● YOUR TASK
From the line that includes "pub fn is_not_found(&self)" to the closing line of the data, please transcribe every line exactly and add nothing.

● EXTRACTED INFORMATION
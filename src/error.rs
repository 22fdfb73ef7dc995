//! Error types for the release organizer.

use thiserror::Error;

/// Result type alias using our Error type.
pub type Result<T> = std::result::Result<T, Error>;

/// Main error type for the release organizer.
#[derive(Error, Debug)]
pub enum Error {
    // Catalog errors
    #[error("TMDB API key not configured. Set TMDB_API_KEY environment variable")]
    ApiKeyMissing,

    #[error("Nothing found in catalog for: {0}")]
    NotFound(String),

    #[error("Too many catalog results for '{query}': {count}")]
    Ambiguous { query: String, count: u64 },

    // File system errors
    #[error("Path not found: {0}")]
    PathNotFound(String),

    #[error("Invalid media path: {0}")]
    InvalidPath(String),

    #[error("File already exists: {0}")]
    FileAlreadyExists(String),

    // Config errors
    #[error("Invalid config: {0}")]
    Config(String),

    // IO errors
    #[error("IO error: {0}")]
    Io(#[from] std::io::Error),

    // HTTP errors
    #[error("HTTP error: {0}")]
    Http(#[from] reqwest::Error),

    // JSON errors
    #[error("JSON error: {0}")]
    Json(#[from] serde_json::Error),

    // Generic errors
    #[error("{0}")]
    Other(String),
}

impl Error {
    /// Create a generic error from a string.
    pub fn other<S: Into<String>>(msg: S) -> Self {
        Error::Other(msg.into())
    }

    /// Whether this is a catalog "no results" error.
    pub fn is_not_found(&self) -> bool {
        matches!(self, Error::NotFound(_))
    }
}
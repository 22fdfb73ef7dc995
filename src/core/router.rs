//! Routing files into `movie/` and `tv/` buckets.

use crate::models::media::{MediaFile, MediaKind};
use crate::utils::fs;
use crate::Result;
use std::path::{Path, PathBuf};

/// Directory a file in `directory` should live in for `kind`.
///
/// Already-routed directories are kept: the guard is a plain substring test,
/// so any directory whose path mentions the bucket name counts.
pub fn routed_directory(directory: &Path, kind: MediaKind) -> PathBuf {
    if directory.to_string_lossy().contains(kind.dir_name()) {
        directory.to_path_buf()
    } else {
        directory.join(kind.dir_name())
    }
}

/// Move a file into the bucket for `kind`, creating it when needed.
pub fn route(file: &mut MediaFile, kind: MediaKind) -> Result<()> {
    let target = routed_directory(file.directory(), kind);
    if target == file.directory() {
        return Ok(());
    }

    if file.is_backed() {
        fs::create_dir_all(&target)?;
    }
    tracing::debug!("Routing {} into {}", file.file_name(), target.display());
    file.set_directory(target);
    file.commit()
}

/// Move a file into the `movie` directory.
pub fn move_to_movie(file: &mut MediaFile) -> Result<()> {
    route(file, MediaKind::Movie)
}

/// Move a file into the `tv` directory.
pub fn move_to_tv(file: &mut MediaFile) -> Result<()> {
    route(file, MediaKind::Tv)
}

● RESPONSE AREA
    pub fn is_not_found(&self) -> bool {
        matches!(self, Error::NotFound(_))
    }
}
repository 22fdfb73ef7dc995
filename src/core/router.rs
//! Routing files into `movie/` and `tv/` buckets.

use crate::models::media::{MediaFile, MediaKind};
use crate::utils::fs;
use crate::Result;
use std::path::{Path, PathBuf};

/// Directory a file in `directory` should live in for `kind`.
///
/// Already-routed directories are kept: the guard is a plain substring test,
/// so any directory whose path mentions the bucket name counts.
pub fn routed_directory(directory: &Path, kind: MediaKind) -> PathBuf {
    if directory.to_string_lossy().contains(kind.dir_name()) {
        directory.to_path_buf()
    } else {
        directory.join(kind.dir_name())
    }
}

/// Move a file into the bucket for `kind`, creating it when needed.
pub fn route(file: &mut MediaFile, kind: MediaKind) -> Result<()> {
    let target = routed_directory(file.directory(), kind);
    if target == file.directory() {
        return Ok(());
    }

    if file.is_backed() {
        fs::create_dir_all(&target)?;
    }
    tracing::debug!("Routing {} into {}", file.file_name(), target.display());
    file.set_directory(target);
    file.commit()
}

/// Move a file into the `movie` directory.
pub fn move_to_movie(file: &mut MediaFile) -> Result<()> {
    route(file, MediaKind::Movie)
}

/// Move a file into the `tv` directory.
pub fn move_to_tv(file: &mut MediaFile) -> Result<()> {
    route(file, MediaKind::Tv)
}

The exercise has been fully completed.